In April 1964, a month before Nehru’s death, Tyagi rejoined the Government as Cabinet Minister in charge of Rehabilitation. For rehabilitating the people coming from East Pakistan, he formed a “labour Corps’ and worked to resettle them in Andaman and Nicobar islands. After the 1965 war with Pakistan and subsequent ‘Tashkent Agreement’, Tyagi resigned in protest against return of Hajipir and Titwal areas back to Pakistan.
In the General Elections of 1967 which saw a popular backlash against the Congress Party, Tyagi lost to an independent candidate backed by an anti-Congress combination of parties.
In 1968, Mahavir Tyagi became the Chairman of the Fifth Finance Commission. After the split in the Congress in 1969, Tyagi stayed with the Congress (O), the organisational wing of the party. In 1970 he was elected to the Upper House of Parliament, the Rajya Sabha from Uttar Pradesh and led the Congress(O) in the House till he retired in 1976. Tyagi’s being in the Congress(O) did not prevent him from being critical of the movement led by Jayaprakash Narayan in 1974–75. He was equally critical of the Emergency imposed by then Prime Minister Indira Gandhi in 1975. Mahavir Tyagi died in New Delhi on 22 May 1980. He was survived by three daughters.
Mahavir Tyagi, a popular figure, had friends across political parties and was widely admired for his integrity, outspokenness, ready wit and sense of humour.

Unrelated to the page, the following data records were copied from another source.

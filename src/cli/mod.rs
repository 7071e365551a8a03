//! cli
//!
//! Command-line interface layer for symgrid.
//!
//! # Responsibilities
//!
//! - Parse command-line arguments and global flags
//! - Resolve codes, config and bounds for each command
//! - Delegate placement to [`crate::core::layout`] and print the result
//!
//! # Architecture
//!
//! The CLI layer is thin. It parses arguments via clap and dispatches to
//! command handlers. The handlers own file lookup and printing; layout
//! functions stay pure.

pub mod args;
pub mod commands;

pub use args::{Cli, Shell};

use crate::ui::output::Verbosity;
use anyhow::{Context as _, Result};
use std::path::{Path, PathBuf};

/// Execution context shared by all commands.
#[derive(Debug, Clone, Default)]
pub struct Context {
    /// Directory to run in (defaults to the process working directory)
    pub cwd: Option<PathBuf>,
    /// Enable debug output
    pub debug: bool,
    /// Minimal output
    pub quiet: bool,
}

impl Context {
    /// Output verbosity derived from the flags.
    pub fn verbosity(&self) -> Verbosity {
        Verbosity::from_flags(self.quiet, self.debug)
    }

    /// The directory commands run in.
    pub fn cwd(&self) -> Result<PathBuf> {
        match &self.cwd {
            Some(dir) => Ok(dir.clone()),
            None => std::env::current_dir().context("Failed to determine current directory"),
        }
    }

    /// Resolve `path` against the working directory.
    pub fn resolve(&self, path: &Path) -> Result<PathBuf> {
        if path.is_absolute() {
            Ok(path.to_path_buf())
        } else {
            Ok(self.cwd()?.join(path))
        }
    }
}

/// Run the CLI application.
///
/// This is the main entry point called from `main.rs`.
pub fn run() -> Result<()> {
    let cli = Cli::parse_args();

    let ctx = Context {
        cwd: cli.cwd.clone(),
        debug: cli.debug,
        quiet: cli.quiet,
    };

    commands::dispatch(cli.command, &ctx)
}
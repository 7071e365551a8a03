//! core
//!
//! Core domain types, layout policies, and supporting data.
//!
//! # Modules
//!
//! - [`types`] - Strong types: SymbolCode, Point, Bounds
//! - [`layout`] - Fixed, area-fit and page-fit raster placement
//! - [`catalog`] - Paged symbol code catalogs loaded from JSON
//! - [`config`] - Configuration schema and loading
//!
//! # Design Principles
//!
//! - Strong typing prevents invalid rectangles from reaching layout code
//! - Schemas are strict and self-describing
//! - All placement is deterministic

pub mod catalog;
pub mod config;
pub mod layout;
pub mod types;
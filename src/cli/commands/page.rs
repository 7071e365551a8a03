//! page command - Lay out one catalog page across the area of interest

use anyhow::{Context as _, Result};
use serde::Serialize;

use crate::cli::args::{CodeSource, OutputFormat};
use crate::cli::Context;
use crate::core::layout::{page_fit_raster, page_grid, PageFitLayout};
use crate::ui::output;

use super::source;

/// Arguments for [`page`].
#[derive(Debug, Clone)]
pub struct PageArgs {
    pub source: CodeSource,
    pub page: Option<u32>,
    pub columns: Option<usize>,
    pub bounds: Option<[f64; 4]>,
    pub center: Option<[f64; 2]>,
    pub radius: Option<f64>,
    pub format: OutputFormat,
}

#[derive(Serialize)]
struct PageOutput<'a> {
    page: u32,
    previous: Option<u32>,
    next: Option<u32>,
    #[serde(flatten)]
    layout: &'a PageFitLayout,
}

/// Lay out a single page with label and title anchors.
pub fn page(ctx: &Context, args: &PageArgs) -> Result<()> {
    let config = source::load_config(ctx)?;
    let bounds = source::area_of_interest(&config, args.bounds, args.center, args.radius)?;
    let columns = args.columns.unwrap_or_else(|| config.page_columns());

    let catalog = source::resolve_catalog(ctx, &args.source, &config)?;
    let page = match args.page {
        Some(number) => catalog.page(number)?,
        None => catalog.first_page()?,
    };
    let number = page.number();

    if let Some(grid) = page_grid(page.codes().len(), columns, &bounds) {
        output::debug(
            format!(
                "page {} in {}: {} columns x {} rows, steps {} x {}",
                number,
                bounds,
                columns,
                grid.rows(),
                grid.x_step(),
                grid.y_step()
            ),
            ctx.verbosity(),
        );
    }

    let layout =
        page_fit_raster(page.codes(), &bounds, columns).context("Failed to lay out page")?;
    let previous = catalog.previous_page(number);
    let next = catalog.next_page(number);

    match args.format {
        OutputFormat::Json => {
            let json = serde_json::to_string_pretty(&PageOutput {
                page: number,
                previous,
                next,
                layout: &layout,
            })
            .context("Failed to serialize page")?;
            println!("{}", json);
        }
        OutputFormat::Table => {
            output::print(
                format!("Page: {} (title at {})", number, layout.title),
                ctx.verbosity(),
            );
            println!("{}", output::format_page_table(&layout));
            output::print(output::format_page_links(previous, next), ctx.verbosity());
        }
    }
    Ok(())
}
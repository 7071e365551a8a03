//! symgrid - Grid placement of military symbol codes
//!
//! symgrid lays out lists of symbol identification codes (SIDCs) on a
//! planar grid so that a map renderer can draw each code twice, side by
//! side, and the two presentations can be compared.
//!
//! # Architecture
//!
//! - [`core`] - Domain types, layout policies, catalogs, and configuration
//! - [`cli`] - Command-line interface layer (parses args, prints placements)
//! - [`ui`] - Output formatting and verbosity
//!
//! # Layout Invariants
//!
//! 1. Every input code produces exactly one placement, in input order
//! 2. A placement's secondary point shares its primary's y and lies to its right
//! 3. Layout functions are pure and deterministic

pub mod cli;
pub mod core;
pub mod ui;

Prior to independence, Mahavir Tyagi had written a booklet on proportional representation. His memoirs in Hindi were published in the 1960s in two volumes : (i) Ve Kranti Ke Din and (ii) Meri Kaun Sunega. These volumes have now been combined in one and, along with some other unpublished articles by Tyagi, have been published under the title Azadi Ka Andolan: Hanste Hue Ansu (Kitab Ghar, 24 Ansari Road, Daryaganj, Delhi).